BERLIN, Oct 25 (Reuters) A German Muslim politician, who received death threats after calling on other Muslim women to take off their veils, stood up for her right to free speech today and was backed by the head of the German parliament.
Ekin Deligoez, a Turkish-born Muslim who grew up in Germany, told Reuters that she stood by a newspaper interview in which she addressed Muslim women, saying: ''Wake up to today's Germany.
This is where you live, so take off your veils.'' Deligoez was harshly criticised by religious leaders and the media in Turkey for the interview, published earlier this month.
She has received death threats and is under police protection.

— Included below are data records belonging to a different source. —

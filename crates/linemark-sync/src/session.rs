//! The confined event loop that ties edits, debouncing, retrieval and
//! annotation updates together.

use std::collections::BTreeMap;
use std::sync::Arc;

use linemark_core::{LinemarkConfig, LinemarkError};
use linemark_difflens::DiffEngine;
use tokio::sync::{mpsc, oneshot};

use crate::host::{AnnotationHost, DocumentId, EditorHost, EditorId, FileId, VersionProvider};
use crate::scheduler::ChangeScheduler;
use crate::synchronizer::{AnnotationSynchronizer, RecomputeOutcome, RecomputeTicket, VersionSnapshot};

type Reply<T> = oneshot::Sender<Result<T, LinemarkError>>;

enum Event {
    Open {
        editor: EditorId,
        document: DocumentId,
        file: FileId,
    },
    Close(EditorId),
    Mutated(DocumentId),
    Refresh(EditorId),
    Toggle(EditorId),
    Clear(EditorId),
    Accept {
        editor: EditorId,
        block_id: String,
        reply: Reply<()>,
    },
    Reject {
        editor: EditorId,
        block_id: String,
        reply: Reply<()>,
    },
    Shutdown,
    Fired(DocumentId),
    Fetched {
        ticket: RecomputeTicket,
        snapshot: VersionSnapshot,
    },
}

/// Cloneable sender half of a [`Session`].
///
/// Methods are cheap and never block; they only enqueue work for the
/// session's loop.
#[derive(Clone)]
pub struct SessionHandle {
    tx: mpsc::UnboundedSender<Event>,
}

impl SessionHandle {
    fn send(&self, event: Event) {
        if self.tx.send(event).is_err() {
            tracing::debug!("Session already shut down");
        }
    }

    /// Start tracking `editor`, which shows `document` backed by `file`.
    pub fn open(&self, editor: EditorId, document: DocumentId, file: FileId) {
        self.send(Event::Open {
            editor,
            document,
            file,
        });
    }

    /// End the editing session of `editor`; its annotations are removed.
    pub fn close(&self, editor: EditorId) {
        self.send(Event::Close(editor));
    }

    /// Report that `document` was edited.
    pub fn document_changed(&self, document: DocumentId) {
        self.send(Event::Mutated(document));
    }

    /// Recompute `editor` now, without waiting for a quiet period.
    pub fn refresh(&self, editor: EditorId) {
        self.send(Event::Refresh(editor));
    }

    /// Hide annotations if any are showing, otherwise recompute.
    pub fn toggle(&self, editor: EditorId) {
        self.send(Event::Toggle(editor));
    }

    pub fn clear(&self, editor: EditorId) {
        self.send(Event::Clear(editor));
    }

    /// Accept a block shown in `editor`.
    ///
    /// # Errors
    ///
    /// Returns [`LinemarkError::UnknownBlock`] if the block is not pending or
    /// the session is gone.
    pub async fn accept(&self, editor: EditorId, block_id: &str) -> Result<(), LinemarkError> {
        let (reply, rx) = oneshot::channel();
        self.send(Event::Accept {
            editor,
            block_id: block_id.to_string(),
            reply,
        });
        rx.await
            .unwrap_or_else(|_| Err(LinemarkError::UnknownBlock(block_id.to_string())))
    }

    /// Reject a block shown in `editor`, reverting its text.
    ///
    /// # Errors
    ///
    /// Returns the mutation error if the document could not be edited.
    pub async fn reject(&self, editor: EditorId, block_id: &str) -> Result<(), LinemarkError> {
        let (reply, rx) = oneshot::channel();
        self.send(Event::Reject {
            editor,
            block_id: block_id.to_string(),
            reply,
        });
        rx.await
            .unwrap_or_else(|_| Err(LinemarkError::UnknownBlock(block_id.to_string())))
    }

    /// Stop the session loop. Pending recomputations are cancelled.
    pub fn shutdown(&self) {
        self.send(Event::Shutdown);
    }
}

/// Owns the editor-side state and processes events one at a time.
///
/// Run it on the editor's confined context, e.g. a current-thread runtime
/// or a `LocalSet`. Version retrieval is pushed to the blocking pool and its
/// result comes back as an event, so annotation state is only ever touched
/// from [`Session::run`].
pub struct Session<P, E, A> {
    provider: Arc<P>,
    editor_host: E,
    annotation_host: A,
    engine: DiffEngine,
    scheduler: ChangeScheduler<DocumentId>,
    editors: BTreeMap<EditorId, AnnotationSynchronizer>,
    tx: mpsc::UnboundedSender<Event>,
    rx: mpsc::UnboundedReceiver<Event>,
}

impl<P, E, A> Session<P, E, A>
where
    P: VersionProvider + 'static,
    E: EditorHost,
    A: AnnotationHost,
{
    pub fn new(provider: Arc<P>, editor_host: E, annotation_host: A, config: &LinemarkConfig) -> Self {
        let (tx, rx) = mpsc::unbounded_channel();
        Self {
            provider,
            editor_host,
            annotation_host,
            engine: DiffEngine::new(config.engine.clone()),
            scheduler: ChangeScheduler::new(config.sync.quiet_period()),
            editors: BTreeMap::new(),
            tx,
            rx,
        }
    }

    pub fn handle(&self) -> SessionHandle {
        SessionHandle { tx: self.tx.clone() }
    }

    /// Process events until [`SessionHandle::shutdown`] is called.
    ///
    /// Returns the hosts so their final state can be inspected.
    pub async fn run(mut self) -> (E, A) {
        while let Some(event) = self.rx.recv().await {
            if matches!(event, Event::Shutdown) {
                break;
            }
            self.handle_event(event);
        }

        self.scheduler.cancel_all();
        for sync in self.editors.values_mut() {
            sync.clear(&mut self.annotation_host);
        }
        tracing::debug!(editors = self.editors.len(), "Session stopped");
        (self.editor_host, self.annotation_host)
    }

    fn handle_event(&mut self, event: Event) {
        match event {
            Event::Open {
                editor,
                document,
                file,
            } => {
                tracing::debug!(%editor, %document, %file, "Opened editor");
                let sync = AnnotationSynchronizer::new(editor, document, file, self.engine.clone());
                if let Some(mut previous) = self.editors.insert(editor, sync) {
                    previous.clear(&mut self.annotation_host);
                }
                self.start_recompute(editor);
            }
            Event::Close(editor) => {
                if let Some(mut sync) = self.editors.remove(&editor) {
                    sync.clear(&mut self.annotation_host);
                    let document = sync.document();
                    if !self.editors.values().any(|s| s.document() == document) {
                        self.scheduler.cancel(&document);
                    }
                    tracing::debug!(%editor, "Closed editor");
                }
            }
            Event::Mutated(document) => {
                let tx = self.tx.clone();
                self.scheduler.schedule(document, move || {
                    let _ = tx.send(Event::Fired(document));
                });
            }
            Event::Fired(document) => self.recompute_document(document),
            Event::Refresh(editor) => self.start_recompute(editor),
            Event::Toggle(editor) => {
                let showing = self
                    .editors
                    .get(&editor)
                    .is_some_and(|s| !s.annotations().is_empty());
                if showing {
                    self.clear(editor);
                } else {
                    self.start_recompute(editor);
                }
            }
            Event::Clear(editor) => self.clear(editor),
            Event::Accept {
                editor,
                block_id,
                reply,
            } => {
                let result = match self.editors.get_mut(&editor) {
                    Some(sync) => sync.accept(&block_id, &mut self.annotation_host),
                    None => Err(LinemarkError::UnknownBlock(block_id)),
                };
                let _ = reply.send(result);
            }
            Event::Reject {
                editor,
                block_id,
                reply,
            } => {
                let result = match self.editors.get_mut(&editor) {
                    Some(sync) => sync
                        .revert(&block_id, &mut self.editor_host, &mut self.annotation_host)
                        .map(|()| sync.document()),
                    None => Err(LinemarkError::UnknownBlock(block_id)),
                };
                match &result {
                    Ok(document) => self.recompute_document(*document),
                    Err(e) => tracing::warn!(%editor, error = %e, "Failed to reject changes"),
                }
                let _ = reply.send(result.map(|_| ()));
            }
            Event::Fetched { ticket, snapshot } => {
                let Some(sync) = self.editors.get_mut(&ticket.editor()) else {
                    return;
                };
                let outcome = sync.apply(ticket, &snapshot, &self.editor_host, &mut self.annotation_host);
                if let RecomputeOutcome::Cleared(reason) = outcome {
                    tracing::debug!(editor = %ticket.editor(), %reason, "Cleared diff annotations");
                }
            }
            Event::Shutdown => {}
        }
    }

    fn clear(&mut self, editor: EditorId) {
        if let Some(sync) = self.editors.get_mut(&editor) {
            sync.clear(&mut self.annotation_host);
        }
    }

    /// Recompute every editor showing `document`.
    fn recompute_document(&mut self, document: DocumentId) {
        let editors: Vec<EditorId> = self
            .editors
            .values()
            .filter(|s| s.document() == document)
            .map(|s| s.editor())
            .collect();
        for editor in editors {
            self.start_recompute(editor);
        }
    }

    /// Fetch both versions off the confined context, then apply on return.
    fn start_recompute(&mut self, editor: EditorId) {
        let Some(sync) = self.editors.get_mut(&editor) else {
            return;
        };
        let ticket = sync.begin_recompute();
        let file = sync.file().clone();
        let provider = Arc::clone(&self.provider);
        let tx = self.tx.clone();
        tokio::task::spawn_blocking(move || {
            let snapshot = VersionSnapshot::fetch(provider.as_ref(), &file);
            let _ = tx.send(Event::Fetched { ticket, snapshot });
        });
    }
}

She told Reuters: ''This is my opinion and I stand by it.'' Norbert Lammert, the head of the lower house of parliament and a prominent ally of conservative Chancellor Angela Merkel, came to Deligoez's defence today.

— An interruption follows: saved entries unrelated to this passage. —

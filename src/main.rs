use std::path::{Path, PathBuf};

use clap::{Parser, Subcommand};
use miette::{Context, IntoDiagnostic, Result};

use linemark_core::{DiffBlock, LinemarkConfig, OutputFormat};
use linemark_difflens::{DiffEngine, DiffReport};
use linemark_gitbase::GitVersionProvider;
use linemark_sync::memory::{MemoryAnnotations, MemoryEditor, MemoryVersions, SharedText};
use linemark_sync::{
    AnnotationSynchronizer, DocumentId, EditorId, FileId, RecomputeOutcome, VersionProvider,
};

const CONFIG_FILE: &str = ".linemark.toml";

#[derive(Parser)]
#[command(
    name = "linemark",
    version,
    about = "Line-level diff annotations against a baseline",
    long_about = "Linemark compares a file with its baseline, usually the last committed\n\
                   version, and reports added, deleted and modified line blocks.\n\
                   Blocks can be accepted or rejected; rejecting restores the baseline lines.\n\n\
                   Examples:\n  \
                     linemark diff src/main.rs                    Diff against HEAD\n  \
                     linemark diff a.txt --against a.orig         Diff against another file\n  \
                     linemark reject src/main.rs --block diff_block_2\n  \
                     linemark init                                Create a .linemark.toml"
)]
struct Cli {
    #[command(subcommand)]
    command: Command,

    /// Path to configuration file (default: .linemark.toml)
    #[arg(long, global = true)]
    config: Option<PathBuf>,

    /// Output format
    #[arg(
        long,
        global = true,
        default_value = "text",
        long_help = "Output format for command results.\n\n\
                       Formats:\n  \
                         text      Human-readable listing (default)\n  \
                         json      Machine-readable JSON with camelCase keys\n  \
                         markdown  GitHub-flavored Markdown"
    )]
    format: OutputFormat,

    /// Enable debug logging (LINEMARK_LOG overrides)
    #[arg(long, short, global = true)]
    verbose: bool,
}

/// Where the baseline of a file comes from.
#[derive(clap::Args)]
struct Source {
    /// File to compare
    path: PathBuf,

    /// Use this file as the baseline instead of git
    #[arg(long)]
    against: Option<PathBuf>,

    /// Repository to read the baseline from (default: discovered from path)
    #[arg(long, conflicts_with = "against")]
    repo: Option<PathBuf>,
}

#[derive(Subcommand)]
enum Command {
    /// Show changed line blocks of a file
    #[command(long_about = "Show changed line blocks of a file.\n\n\
        The baseline is the file's blob at the configured revision (default HEAD),\n\
        or the file given with --against.\n\n\
        Examples:\n  linemark diff src/lib.rs\n  linemark diff notes.md --against notes.md.bak --format json")]
    Diff {
        #[command(flatten)]
        source: Source,
    },
    /// Revert one block of a file to its baseline lines
    #[command(long_about = "Revert one block of a file to its baseline lines.\n\n\
        The file on disk is rewritten; all other blocks are left as they are.\n\
        Block ids come from `linemark diff`.\n\n\
        Example:\n  linemark reject src/lib.rs --block diff_block_1")]
    Reject {
        #[command(flatten)]
        source: Source,

        /// Block id, e.g. diff_block_1
        #[arg(long)]
        block: String,
    },
    /// Keep one block of a file as it is
    Accept {
        #[command(flatten)]
        source: Source,

        /// Block id, e.g. diff_block_1
        #[arg(long)]
        block: String,
    },
    /// Create a default .linemark.toml configuration file
    #[command(long_about = "Create a default .linemark.toml configuration file.\n\n\
        Generates a commented-out template with all available options.\n\
        Fails if .linemark.toml already exists.")]
    Init,
}

const DEFAULT_CONFIG: &str = r#"# Linemark Configuration

[engine]
# algorithm = "myers"      # or "patience"
# max_lines = 200000
# deadline_ms = 250

[sync]
# quiet_period_ms = 500

[git]
# baseline_rev = "HEAD"
"#;

const DOC: DocumentId = DocumentId(1);
const EDITOR: EditorId = EditorId(1);

fn setup_tracing(verbose: bool) {
    use tracing_subscriber::EnvFilter;

    let filter = EnvFilter::try_from_env("LINEMARK_LOG").unwrap_or_else(|_| {
        if verbose {
            EnvFilter::new("linemark=debug,linemark_core=debug,linemark_difflens=debug,linemark_gitbase=debug,linemark_sync=debug")
        } else {
            EnvFilter::new("warn")
        }
    });

    tracing_subscriber::fmt()
        .with_env_filter(filter)
        .with_writer(std::io::stderr)
        .with_target(verbose)
        .init();
}

fn load_config(path: Option<&Path>) -> Result<LinemarkConfig> {
    let config = match path {
        Some(path) => LinemarkConfig::from_file(path)?,
        None => {
            let default_path = Path::new(CONFIG_FILE);
            if default_path.exists() {
                LinemarkConfig::from_file(default_path)?
            } else {
                LinemarkConfig::default()
            }
        }
    };
    Ok(config)
}

fn read_file(path: &Path) -> Result<String> {
    std::fs::read_to_string(path)
        .into_diagnostic()
        .wrap_err(format!("reading {}", path.display()))
}

/// Resolve the provider for `source` and the id the file is known by there.
fn open_provider(source: &Source, config: &LinemarkConfig) -> Result<(Box<dyn VersionProvider>, FileId)> {
    if !source.path.is_file() {
        return Err(linemark_core::LinemarkError::FileNotFound(source.path.clone()).into());
    }

    if let Some(against) = &source.against {
        let baseline = read_file(against)?;
        let current = read_file(&source.path)?;
        let file = FileId::new(&source.path);
        let versions = MemoryVersions::new();
        versions.track(file.clone(), Some(&baseline), SharedText::new(&current));
        return Ok((Box::new(versions), file));
    }

    let search_from = match &source.repo {
        Some(repo) => repo.clone(),
        None => source
            .path
            .parent()
            .filter(|p| !p.as_os_str().is_empty())
            .map(Path::to_path_buf)
            .unwrap_or_else(|| PathBuf::from(".")),
    };
    let provider = GitVersionProvider::discover(&search_from, &config.git.baseline_rev)?;
    let absolute = source
        .path
        .canonicalize()
        .into_diagnostic()
        .wrap_err(format!("resolving {}", source.path.display()))?;
    let file = FileId::new(absolute);
    if !provider.is_tracked(&file) {
        miette::bail!(miette::miette!(
            help = "Commit the file first, or compare with --against <file>",
            "{} has no baseline at {}",
            source.path.display(),
            provider.baseline_rev()
        ));
    }
    Ok((Box::new(provider), file))
}

fn compute_blocks(source: &Source, config: &LinemarkConfig) -> Result<Vec<DiffBlock>> {
    let (provider, file) = open_provider(source, config)?;
    let baseline = provider
        .baseline_content(&file)
        .ok_or_else(|| linemark_core::LinemarkError::InputUnavailable(format!("baseline of {file}")))?;
    let current = provider
        .current_content(&file)
        .ok_or_else(|| linemark_core::LinemarkError::InputUnavailable(format!("current version of {file}")))?;
    let engine = DiffEngine::new(config.engine.clone());
    Ok(engine.try_compute(&baseline, &current)?)
}

/// Load `source` into an in-memory editor with its annotations anchored.
fn open_annotated(
    source: &Source,
    config: &LinemarkConfig,
) -> Result<(AnnotationSynchronizer, MemoryEditor, MemoryAnnotations, SharedText)> {
    let (provider, file) = open_provider(source, config)?;
    let text = SharedText::new(&read_file(&source.path)?);
    let mut editor = MemoryEditor::new();
    editor.open(DOC, text.clone());
    let mut annotations = MemoryAnnotations::new();
    editor.watch(DOC, EDITOR, annotations.clone());

    let mut sync = AnnotationSynchronizer::new(EDITOR, DOC, file, DiffEngine::new(config.engine.clone()));
    match sync.recompute(provider.as_ref(), &editor, &mut annotations) {
        RecomputeOutcome::Applied { annotations: n, skipped } => {
            tracing::debug!(annotations = n, skipped, "Anchored diff blocks");
        }
        RecomputeOutcome::Cleared(reason) => {
            miette::bail!("{} has no changes ({reason})", source.path.display());
        }
        RecomputeOutcome::Stale => miette::bail!("diff of {} was superseded", source.path.display()),
    }
    Ok((sync, editor, annotations, text))
}

fn print_report(report: &DiffReport, format: OutputFormat) -> Result<()> {
    match format {
        OutputFormat::Json => {
            println!("{}", serde_json::to_string_pretty(report).into_diagnostic()?);
        }
        OutputFormat::Markdown => print!("{}", report.to_markdown()),
        OutputFormat::Text => print!("{report}"),
    }
    Ok(())
}

fn main() -> Result<()> {
    miette::set_hook(Box::new(|_| {
        Box::new(
            miette::MietteHandlerOpts::new()
                .terminal_links(true)
                .build(),
        )
    }))?;
    human_panic::setup_panic!();

    let cli = Cli::parse();
    setup_tracing(cli.verbose);
    let config = load_config(cli.config.as_deref())?;
    tracing::debug!(format = %cli.format, algorithm = %config.engine.algorithm, "Loaded configuration");

    match cli.command {
        Command::Diff { ref source } => {
            let blocks = compute_blocks(source, &config)?;
            let report = DiffReport::new(Some(source.path.clone()), blocks);
            print_report(&report, cli.format)?;
        }
        Command::Reject { ref source, ref block } => {
            let (mut sync, mut editor, mut annotations, text) = open_annotated(source, &config)?;
            let described = sync
                .annotations()
                .get(block)
                .map(|entry| entry.block().describe())
                .unwrap_or_default();
            sync.revert(block, &mut editor, &mut annotations)?;

            std::fs::write(&source.path, text.text())
                .into_diagnostic()
                .wrap_err(format!("writing {}", source.path.display()))?;
            println!("Rejected {block}: {described}");
        }
        Command::Accept { ref source, ref block } => {
            let (mut sync, _editor, mut annotations, _text) = open_annotated(source, &config)?;
            let described = sync
                .annotations()
                .get(block)
                .map(|entry| entry.block().describe())
                .unwrap_or_default();
            sync.accept(block, &mut annotations)?;
            println!("Accepted {block}: {described}");
        }
        Command::Init => {
            let path = Path::new(CONFIG_FILE);
            if path.exists() {
                miette::bail!("{CONFIG_FILE} already exists");
            }
            std::fs::write(path, DEFAULT_CONFIG).into_diagnostic()?;
            println!("Created {CONFIG_FILE} with default configuration");
        }
    }

    Ok(())
}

''I'm very happy that I've got the backing of the head of the parliament,'' she said. ''Most threats were supposed to intimidate me, but in a democratic society it should be possible to also express a critical opinion.'' ''This discussion just shows that it is not really about the veil anymore. It is about whether we are able to express our opinions. The veil has become more of a political issue than we realised,'' she added.
Lammert called the threats to Deligoez ''a severe attack on the core values of our constitution''.

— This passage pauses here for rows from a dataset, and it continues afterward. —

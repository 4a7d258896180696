//! Baseline retrieval from a git repository via git2.
//!
//! The baseline of a file is its blob at a configurable revision (`HEAD` by
//! default); the current version is whatever is on disk in the work dir.

use std::path::{Path, PathBuf};

use git2::{ObjectType, Repository};
use linemark_core::LinemarkError;
use linemark_sync::{FileId, VersionProvider};
use parking_lot::Mutex;

/// A [`VersionProvider`] backed by a git work tree.
///
/// File ids may be absolute paths inside the work dir or paths relative to
/// it. Every lookup failure is reported as `None`; nothing here panics on a
/// broken repository.
///
/// # Examples
///
/// ```no_run
/// use std::path::Path;
/// use linemark_gitbase::GitVersionProvider;
/// use linemark_sync::{FileId, VersionProvider};
///
/// let provider = GitVersionProvider::discover(Path::new("."), "HEAD").unwrap();
/// let file = FileId::new("src/main.rs");
/// if provider.is_tracked(&file) {
///     let committed = provider.baseline_content(&file);
///     println!("{} bytes committed", committed.map_or(0, |s| s.len()));
/// }
/// ```
pub struct GitVersionProvider {
    repo: Mutex<Repository>,
    workdir: PathBuf,
    baseline_rev: String,
}

impl std::fmt::Debug for GitVersionProvider {
    fn fmt(&self, f: &mut std::fmt::Formatter<'_>) -> std::fmt::Result {
        f.debug_struct("GitVersionProvider")
            .field("workdir", &self.workdir)
            .field("baseline_rev", &self.baseline_rev)
            .finish()
    }
}

impl GitVersionProvider {
    /// Find the repository containing `path`, searching upwards.
    ///
    /// # Errors
    ///
    /// Returns [`LinemarkError::Git`] if no repository is found or it is bare.
    pub fn discover(path: &Path, baseline_rev: &str) -> Result<Self, LinemarkError> {
        let repo = Repository::discover(path)
            .map_err(|e| LinemarkError::Git(format!("failed to open repository: {e}")))?;
        let workdir = repo
            .workdir()
            .ok_or_else(|| LinemarkError::Git("repository has no work dir".into()))?;
        let workdir = workdir.canonicalize().unwrap_or_else(|_| workdir.to_path_buf());
        tracing::debug!(workdir = %workdir.display(), baseline_rev, "Opened git repository");

        Ok(Self {
            repo: Mutex::new(repo),
            workdir,
            baseline_rev: baseline_rev.to_string(),
        })
    }

    pub fn workdir(&self) -> &Path {
        &self.workdir
    }

    pub fn baseline_rev(&self) -> &str {
        &self.baseline_rev
    }

    /// Path of `file` relative to the work dir, or `None` if it lies outside.
    pub fn relative_path(&self, file: &FileId) -> Option<PathBuf> {
        let path = file.path();
        if path.is_relative() {
            return Some(path.to_path_buf());
        }
        let absolute = path.canonicalize().unwrap_or_else(|_| path.to_path_buf());
        absolute
            .strip_prefix(&self.workdir)
            .ok()
            .map(Path::to_path_buf)
    }

    fn absolute_path(&self, file: &FileId) -> Option<PathBuf> {
        self.relative_path(file).map(|rel| self.workdir.join(rel))
    }

    /// Read the blob at `<baseline_rev>:<relative>`.
    fn read_baseline(&self, relative: &Path) -> Result<String, LinemarkError> {
        let repo = self.repo.lock();
        let tree = repo
            .revparse_single(&self.baseline_rev)
            .and_then(|object| object.peel_to_tree())
            .map_err(|e| LinemarkError::Git(format!("failed to resolve '{}': {e}", self.baseline_rev)))?;
        let entry = tree
            .get_path(relative)
            .map_err(|e| LinemarkError::Git(format!("{} not in {}: {e}", relative.display(), self.baseline_rev)))?;
        if entry.kind() != Some(ObjectType::Blob) {
            return Err(LinemarkError::Git(format!("{} is not a file", relative.display())));
        }
        let blob = repo
            .find_blob(entry.id())
            .map_err(|e| LinemarkError::Git(format!("failed to read blob: {e}")))?;
        String::from_utf8(blob.content().to_vec())
            .map_err(|_| LinemarkError::InputUnavailable(format!("{} is not valid UTF-8", relative.display())))
    }
}

impl VersionProvider for GitVersionProvider {
    fn is_tracked(&self, file: &FileId) -> bool {
        let Some(relative) = self.relative_path(file) else {
            return false;
        };
        if !self.workdir.join(&relative).is_file() {
            return false;
        }
        let repo = self.repo.lock();
        repo.revparse_single(&self.baseline_rev)
            .and_then(|object| object.peel_to_tree())
            .and_then(|tree| tree.get_path(&relative))
            .is_ok()
    }

    fn baseline_content(&self, file: &FileId) -> Option<String> {
        let relative = self.relative_path(file)?;
        match self.read_baseline(&relative) {
            Ok(content) => Some(content),
            Err(e) => {
                tracing::warn!(%file, error = %e, "Failed to read baseline");
                None
            }
        }
    }

    fn current_content(&self, file: &FileId) -> Option<String> {
        let path = self.absolute_path(file)?;
        match std::fs::read_to_string(&path) {
            Ok(content) => Some(content),
            Err(e) => {
                tracing::warn!(path = %path.display(), error = %e, "Failed to read working file");
                None
            }
        }
    }
}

''These attacks are not acceptable. Mrs Deligoez has the right to express her opinion, like everyone else, irrespective of her political status or function,'' he said in a statement.
Integration has become a priority for Merkel's government as concern grows about Islamic radicalisation across Europe and the emergence of an underclass of disillusioned young Muslims, mainly Turks, in Germany.
The government sponsored a conference last month to promote dialogue with Germany's 3.2 million Muslims.
It was overshadowed by a row that broke out after a Berlin opera house cancelled Mozart's ''Idomeneo'' over concerns some scenes could enrage Muslims and pose a security threat.
The cancellation sparked condemnation from politicians and artists who warned Germans against bowing to fears of terrorism.